[Stored data]
···
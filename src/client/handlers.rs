use crate::types::{BidiGenerateContentServerContent, UsageMetadata};
use std::future::Future;
use std::pin::Pin;
use std::sync::Arc;

#[derive(Debug, Clone)]
pub struct ServerContentContext {
    pub content: BidiGenerateContentServerContent,
}

#[derive(Debug, Clone)]
pub struct UsageMetadataContext {
    pub metadata: UsageMetadata,
}

/// An async callback taking an event context and the shared client state.
///
/// Implemented for any `Fn(Args, Arc<S>) -> impl Future<Output = ()>`, so
/// plain `async fn` handlers can be registered directly.
pub trait EventHandlerSimple<Args, S>: Send + Sync {
    fn call(&self, args: Args, state: Arc<S>) -> Pin<Box<dyn Future<Output = ()> + Send>>;
}

impl<F, Fut, Args, S> EventHandlerSimple<Args, S> for F
where
    F: Fn(Args, Arc<S>) -> Fut + Send + Sync,
    Fut: Future<Output = ()> + Send + 'static,
    Args: Send + 'static,
    S: Send + Sync + 'static,
{
    fn call(&self, args: Args, state: Arc<S>) -> Pin<Box<dyn Future<Output = ()> + Send>> {
        Box::pin(self(args, state))
    }
}

pub(crate) struct Handlers<S> {
    pub(crate) on_server_content: Option<Arc<dyn EventHandlerSimple<ServerContentContext, S>>>,
    pub(crate) on_usage_metadata: Option<Arc<dyn EventHandlerSimple<UsageMetadataContext, S>>>,
}

impl<S> Default for Handlers<S> {
    fn default() -> Self {
        Self {
            on_server_content: None,
            on_usage_metadata: None,
        }
    }
}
···
Of the lines above, output exactly those from the line bearing "pub struct UsageMetadataContext" through the line bearing "be registered directly.", inclusive.

→ **COMPLETED EXERCISE**:
pub struct UsageMetadataContext {
    pub metadata: UsageMetadata,
}

/// An async callback taking an event context and the shared client state.
///
/// Implemented for any `Fn(Args, Arc<S>) -> impl Future<Output = ()>`, so
/// plain `async fn` handlers can be registered directly.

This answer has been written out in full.